ASSIGNED TASK:
State, as one number, how many lines in these records hold "spawns".

(Stored data entries)

+ + + + +

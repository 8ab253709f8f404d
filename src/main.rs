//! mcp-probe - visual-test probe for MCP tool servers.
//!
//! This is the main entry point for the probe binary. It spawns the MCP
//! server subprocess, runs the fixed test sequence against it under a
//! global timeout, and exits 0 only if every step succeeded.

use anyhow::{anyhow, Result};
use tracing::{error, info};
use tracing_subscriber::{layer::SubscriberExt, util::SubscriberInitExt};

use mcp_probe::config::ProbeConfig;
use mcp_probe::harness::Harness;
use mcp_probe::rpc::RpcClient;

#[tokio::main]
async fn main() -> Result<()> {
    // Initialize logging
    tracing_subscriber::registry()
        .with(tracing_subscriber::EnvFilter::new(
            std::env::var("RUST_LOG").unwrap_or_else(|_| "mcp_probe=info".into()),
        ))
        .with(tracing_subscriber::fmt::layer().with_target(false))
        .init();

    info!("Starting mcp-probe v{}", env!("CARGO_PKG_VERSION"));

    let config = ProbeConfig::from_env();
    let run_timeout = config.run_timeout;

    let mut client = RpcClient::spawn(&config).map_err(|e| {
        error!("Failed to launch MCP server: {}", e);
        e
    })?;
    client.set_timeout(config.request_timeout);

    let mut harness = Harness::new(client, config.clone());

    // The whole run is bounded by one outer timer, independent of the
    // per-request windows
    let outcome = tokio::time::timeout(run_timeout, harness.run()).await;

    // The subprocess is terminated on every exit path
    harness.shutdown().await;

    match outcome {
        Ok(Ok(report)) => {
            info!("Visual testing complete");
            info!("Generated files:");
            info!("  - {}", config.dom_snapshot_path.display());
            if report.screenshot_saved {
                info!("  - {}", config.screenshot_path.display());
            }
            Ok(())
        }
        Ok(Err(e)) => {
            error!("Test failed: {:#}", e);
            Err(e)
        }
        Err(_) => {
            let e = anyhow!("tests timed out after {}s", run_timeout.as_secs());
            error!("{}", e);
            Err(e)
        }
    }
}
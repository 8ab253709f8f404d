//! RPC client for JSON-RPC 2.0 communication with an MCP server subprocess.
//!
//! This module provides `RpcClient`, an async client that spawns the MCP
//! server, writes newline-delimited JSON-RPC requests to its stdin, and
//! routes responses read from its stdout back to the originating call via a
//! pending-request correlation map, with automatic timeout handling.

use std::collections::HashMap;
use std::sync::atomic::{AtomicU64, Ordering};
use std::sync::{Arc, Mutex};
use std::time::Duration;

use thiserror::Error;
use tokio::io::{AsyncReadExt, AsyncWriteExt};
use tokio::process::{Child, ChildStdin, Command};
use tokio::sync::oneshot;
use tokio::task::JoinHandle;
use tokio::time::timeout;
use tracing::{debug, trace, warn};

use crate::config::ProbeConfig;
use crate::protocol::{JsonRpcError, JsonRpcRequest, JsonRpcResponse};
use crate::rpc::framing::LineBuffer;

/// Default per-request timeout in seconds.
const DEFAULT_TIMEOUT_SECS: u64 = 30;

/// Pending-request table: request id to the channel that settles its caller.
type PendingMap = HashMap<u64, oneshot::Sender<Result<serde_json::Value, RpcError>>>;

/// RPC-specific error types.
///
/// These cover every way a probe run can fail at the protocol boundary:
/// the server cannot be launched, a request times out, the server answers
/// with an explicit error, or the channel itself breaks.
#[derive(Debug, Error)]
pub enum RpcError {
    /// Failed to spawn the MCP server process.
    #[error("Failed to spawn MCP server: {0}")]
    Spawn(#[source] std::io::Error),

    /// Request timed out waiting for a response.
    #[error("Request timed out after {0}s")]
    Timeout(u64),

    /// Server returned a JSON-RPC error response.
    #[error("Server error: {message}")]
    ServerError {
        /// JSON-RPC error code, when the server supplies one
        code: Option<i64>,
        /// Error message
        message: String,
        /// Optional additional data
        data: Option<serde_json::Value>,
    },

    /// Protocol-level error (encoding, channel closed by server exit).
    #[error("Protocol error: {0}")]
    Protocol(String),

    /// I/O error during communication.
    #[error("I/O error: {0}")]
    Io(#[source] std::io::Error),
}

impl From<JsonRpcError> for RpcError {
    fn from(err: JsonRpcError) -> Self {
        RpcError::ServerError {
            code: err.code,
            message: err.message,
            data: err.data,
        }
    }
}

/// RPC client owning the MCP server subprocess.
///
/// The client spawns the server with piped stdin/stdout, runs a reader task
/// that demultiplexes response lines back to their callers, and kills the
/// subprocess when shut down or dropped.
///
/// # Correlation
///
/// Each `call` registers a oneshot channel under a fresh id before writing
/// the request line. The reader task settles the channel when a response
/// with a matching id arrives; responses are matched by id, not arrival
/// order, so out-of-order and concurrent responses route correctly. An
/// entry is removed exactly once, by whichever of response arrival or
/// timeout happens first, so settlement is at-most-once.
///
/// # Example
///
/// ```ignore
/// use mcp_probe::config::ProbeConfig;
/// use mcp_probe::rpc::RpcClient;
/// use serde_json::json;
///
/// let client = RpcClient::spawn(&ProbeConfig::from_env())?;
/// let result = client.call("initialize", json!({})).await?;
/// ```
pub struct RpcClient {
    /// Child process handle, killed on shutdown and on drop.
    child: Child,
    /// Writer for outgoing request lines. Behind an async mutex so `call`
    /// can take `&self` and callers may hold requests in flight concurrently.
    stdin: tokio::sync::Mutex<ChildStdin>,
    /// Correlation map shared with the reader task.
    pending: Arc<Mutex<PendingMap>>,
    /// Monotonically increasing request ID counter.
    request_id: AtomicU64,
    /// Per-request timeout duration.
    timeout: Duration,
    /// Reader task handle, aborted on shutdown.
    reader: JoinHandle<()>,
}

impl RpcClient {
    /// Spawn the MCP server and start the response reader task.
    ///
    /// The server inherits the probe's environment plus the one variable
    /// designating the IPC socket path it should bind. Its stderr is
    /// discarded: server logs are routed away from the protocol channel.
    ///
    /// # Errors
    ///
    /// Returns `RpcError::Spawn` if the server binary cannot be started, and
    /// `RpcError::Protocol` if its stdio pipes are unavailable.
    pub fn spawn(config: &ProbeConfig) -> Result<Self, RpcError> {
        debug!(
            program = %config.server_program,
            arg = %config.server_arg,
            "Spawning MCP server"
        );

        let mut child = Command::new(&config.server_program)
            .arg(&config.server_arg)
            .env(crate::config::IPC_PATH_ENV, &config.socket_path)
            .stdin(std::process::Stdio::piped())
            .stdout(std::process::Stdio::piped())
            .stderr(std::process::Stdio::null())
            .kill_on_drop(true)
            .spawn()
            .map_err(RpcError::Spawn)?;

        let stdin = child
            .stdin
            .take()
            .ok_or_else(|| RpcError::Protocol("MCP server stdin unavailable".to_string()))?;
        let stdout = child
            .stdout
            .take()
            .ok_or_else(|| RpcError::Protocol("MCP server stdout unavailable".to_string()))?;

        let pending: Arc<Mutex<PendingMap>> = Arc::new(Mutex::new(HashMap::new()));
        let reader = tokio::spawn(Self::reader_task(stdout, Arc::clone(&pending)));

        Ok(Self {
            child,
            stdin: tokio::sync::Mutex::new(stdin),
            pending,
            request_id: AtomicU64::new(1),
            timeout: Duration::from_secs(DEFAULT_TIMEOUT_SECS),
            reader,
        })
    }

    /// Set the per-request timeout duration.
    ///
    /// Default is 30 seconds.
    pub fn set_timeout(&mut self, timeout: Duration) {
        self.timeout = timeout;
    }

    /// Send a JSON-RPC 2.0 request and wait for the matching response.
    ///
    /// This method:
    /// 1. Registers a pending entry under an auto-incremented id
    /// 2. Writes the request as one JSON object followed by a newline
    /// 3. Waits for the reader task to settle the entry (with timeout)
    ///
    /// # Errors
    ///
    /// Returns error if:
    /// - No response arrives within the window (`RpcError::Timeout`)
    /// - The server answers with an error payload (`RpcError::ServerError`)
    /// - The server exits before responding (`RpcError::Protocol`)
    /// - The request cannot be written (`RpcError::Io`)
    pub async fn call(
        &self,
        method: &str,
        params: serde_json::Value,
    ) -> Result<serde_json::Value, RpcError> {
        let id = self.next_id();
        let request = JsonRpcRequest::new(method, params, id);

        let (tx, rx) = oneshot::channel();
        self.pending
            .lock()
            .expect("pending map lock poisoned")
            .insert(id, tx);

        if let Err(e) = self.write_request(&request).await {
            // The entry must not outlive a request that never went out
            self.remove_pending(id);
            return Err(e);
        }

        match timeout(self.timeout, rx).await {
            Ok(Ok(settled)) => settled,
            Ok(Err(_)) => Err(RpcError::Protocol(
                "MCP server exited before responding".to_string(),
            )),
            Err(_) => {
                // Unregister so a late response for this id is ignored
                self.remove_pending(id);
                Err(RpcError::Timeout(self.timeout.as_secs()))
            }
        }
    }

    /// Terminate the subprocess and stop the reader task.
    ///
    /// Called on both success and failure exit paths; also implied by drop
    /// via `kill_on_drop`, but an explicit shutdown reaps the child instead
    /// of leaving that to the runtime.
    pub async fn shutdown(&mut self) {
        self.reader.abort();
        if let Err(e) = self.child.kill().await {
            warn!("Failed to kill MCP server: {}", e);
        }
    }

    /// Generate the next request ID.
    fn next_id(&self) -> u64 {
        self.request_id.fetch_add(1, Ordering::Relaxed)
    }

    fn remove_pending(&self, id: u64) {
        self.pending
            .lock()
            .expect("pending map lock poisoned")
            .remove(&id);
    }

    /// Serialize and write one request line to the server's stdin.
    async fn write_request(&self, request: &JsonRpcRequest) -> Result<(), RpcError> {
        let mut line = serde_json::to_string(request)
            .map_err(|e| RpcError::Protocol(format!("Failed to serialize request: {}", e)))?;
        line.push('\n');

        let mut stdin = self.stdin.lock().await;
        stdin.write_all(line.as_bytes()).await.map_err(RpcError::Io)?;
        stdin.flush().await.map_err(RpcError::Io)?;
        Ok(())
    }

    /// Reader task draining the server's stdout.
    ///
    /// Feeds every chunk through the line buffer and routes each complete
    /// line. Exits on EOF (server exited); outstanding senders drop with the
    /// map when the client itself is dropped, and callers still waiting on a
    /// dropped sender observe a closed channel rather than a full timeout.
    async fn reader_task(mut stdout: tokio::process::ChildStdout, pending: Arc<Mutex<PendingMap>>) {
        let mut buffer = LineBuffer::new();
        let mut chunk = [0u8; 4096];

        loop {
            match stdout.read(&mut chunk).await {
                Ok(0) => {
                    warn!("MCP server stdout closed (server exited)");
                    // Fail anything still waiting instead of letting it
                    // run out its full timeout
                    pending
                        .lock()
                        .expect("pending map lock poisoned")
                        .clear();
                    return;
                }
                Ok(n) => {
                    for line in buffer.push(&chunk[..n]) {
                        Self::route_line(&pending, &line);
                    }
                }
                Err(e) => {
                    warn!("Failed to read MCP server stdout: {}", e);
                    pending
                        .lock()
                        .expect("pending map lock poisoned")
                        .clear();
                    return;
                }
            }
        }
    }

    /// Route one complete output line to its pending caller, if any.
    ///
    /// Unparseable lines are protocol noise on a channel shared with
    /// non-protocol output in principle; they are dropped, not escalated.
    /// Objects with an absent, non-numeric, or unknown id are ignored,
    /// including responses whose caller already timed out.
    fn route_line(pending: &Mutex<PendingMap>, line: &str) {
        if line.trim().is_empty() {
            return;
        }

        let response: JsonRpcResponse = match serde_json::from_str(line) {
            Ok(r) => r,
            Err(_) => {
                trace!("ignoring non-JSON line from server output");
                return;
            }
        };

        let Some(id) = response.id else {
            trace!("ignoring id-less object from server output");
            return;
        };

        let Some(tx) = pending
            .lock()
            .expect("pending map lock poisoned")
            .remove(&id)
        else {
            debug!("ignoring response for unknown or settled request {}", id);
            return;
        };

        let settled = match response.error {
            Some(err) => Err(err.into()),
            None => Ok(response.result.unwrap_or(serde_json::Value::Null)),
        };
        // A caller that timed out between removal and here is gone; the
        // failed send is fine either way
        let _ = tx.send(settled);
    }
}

+ + + + +

EXERCISE ANSWER:
3